- _TASK PROMPT_
Copy the records below character for character.

- _SOURCE INFORMATION_
^^^^^^^^^^^^^^^^
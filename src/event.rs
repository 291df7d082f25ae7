//! Output tokens produced by the simulation, in causal order.

use std::fmt;

use crate::simulation::Instruction;

#[derive(Debug, Clone, PartialEq, Eq)]
pub enum Event {
    /// Instruction about to execute, with its 0-based index
    Instruction { index: u64, instruction: Instruction },
    Exit(usize),
    Unmap { pid: usize, vpage: usize },
    Out,
    Fout,
    In,
    Fin,
    Zero,
    Map(usize),
    Segv,
    Segprot,
    /// Pager detail line describing how a victim was chosen
    Select(String),
}

impl fmt::Display for Event {
    fn fmt(&self, f: &mut fmt::Formatter<'_>) -> fmt::Result {
        match self {
            Event::Instruction { index, instruction } => {
                write!(f, "{}: ==> {}", index, instruction)
            }
            Event::Exit(pid) => write!(f, "EXIT current process {}", pid),
            Event::Unmap { pid, vpage } => write!(f, " UNMAP {}:{}", pid, vpage),
            Event::Out => write!(f, " OUT"),
            Event::Fout => write!(f, " FOUT"),
            Event::In => write!(f, " IN"),
            Event::Fin => write!(f, " FIN"),
            Event::Zero => write!(f, " ZERO"),
            Event::Map(frame) => write!(f, " MAP {}", frame),
            Event::Segv => write!(f, " SEGV"),
            Event::Segprot => write!(f, " SEGPROT"),
            Event::Select(detail) => f.write_str(detail),
        }
    }
}

/// Receiver of simulation events
pub trait EventSink {
    fn emit(&mut self, event: Event);

    /// Whether pagers should bother formatting selection detail
    fn wants_select(&self) -> bool {
        false
    }
}

impl EventSink for Vec<Event> {
    fn emit(&mut self, event: Event) {
        self.push(event);
    }

    fn wants_select(&self) -> bool {
        true
    }
}

/// Discards everything
#[derive(Debug, Default, Clone, Copy)]
pub struct NullSink;

impl EventSink for NullSink {
    fn emit(&mut self, _event: Event) {}
}
pub mod config;
pub mod constants;
pub mod error;
pub mod event;
pub mod fault;
pub mod io;
pub mod memory;
pub mod pager;
pub mod simulation;
pub mod vm_manager;

// Re-export commonly used items for convenience
pub use config::{Config, OutputOptions};
pub use constants::*;
pub use error::{Error, Result};
pub use event::{Event, EventSink, NullSink};
pub use memory::{Frame, Memory, Process, Pte, Vma};
pub use pager::{Pager, PagerKind};
pub use simulation::{Instruction, Simulation, Summary};
pub use vm_manager::VmManager;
^^^^^^^^^^^^^^^^
- _PROBLEM SOLUTION_
filename src/event.rs
repository 291df7d082f25ae7
//! Output tokens produced by the simulation, in causal order.

use std::fmt;

use crate::simulation::Instruction;

#[derive(Debug, Clone, PartialEq, Eq)]
pub enum Event {
    /// Instruction about to execute, with its 0-based index
    Instruction { index: u64, instruction: Instruction },
    Exit(usize),
    Unmap { pid: usize, vpage: usize },
    Out,
    Fout,
    In,
    Fin,
    Zero,
    Map(usize),
    Segv,
    Segprot,
    /// Pager detail line describing how a victim was chosen
    Select(String),
}

impl fmt::Display for Event {
    fn fmt(&self, f: &mut fmt::Formatter<'_>) -> fmt::Result {
        match self {
            Event::Instruction { index, instruction } => {
                write!(f, "{}: ==> {}", index, instruction)
            }
            Event::Exit(pid) => write!(f, "EXIT current process {}", pid),
            Event::Unmap { pid, vpage } => write!(f, " UNMAP {}:{}", pid, vpage),
            Event::Out => write!(f, " OUT"),
            Event::Fout => write!(f, " FOUT"),
            Event::In => write!(f, " IN"),
            Event::Fin => write!(f, " FIN"),
            Event::Zero => write!(f, " ZERO"),
            Event::Map(frame) => write!(f, " MAP {}", frame),
            Event::Segv => write!(f, " SEGV"),
            Event::Segprot => write!(f, " SEGPROT"),
            Event::Select(detail) => f.write_str(detail),
        }
    }
}

/// Receiver of simulation events
pub trait EventSink {
    fn emit(&mut self, event: Event);

    /// Whether pagers should bother formatting selection detail
    fn wants_select(&self) -> bool {
        false
    }
}

impl EventSink for Vec<Event> {
    fn emit(&mut self, event: Event) {
        self.push(event);
    }

    fn wants_select(&self) -> bool {
        true
    }
}

/// Discards everything
#[derive(Debug, Default, Clone, Copy)]
pub struct NullSink;

impl EventSink for NullSink {
    fn emit(&mut self, _event: Event) {}
}
pub mod config;
pub mod constants;
pub mod error;
pub mod event;
pub mod fault;
pub mod io;
pub mod memory;
pub mod pager;
pub mod simulation;
pub mod vm_manager;

// Re-export commonly used items for convenience
pub use config::{Config, OutputOptions};
pub use constants::*;
pub use error::{Error, Result};
pub use event::{Event, EventSink, NullSink};
pub use memory::{Frame, Memory, Process, Pte, Vma};
pub use pager::{Pager, PagerKind};
pub use simulation::{Instruction, Simulation, Summary};
pub use vm_manager::VmManager;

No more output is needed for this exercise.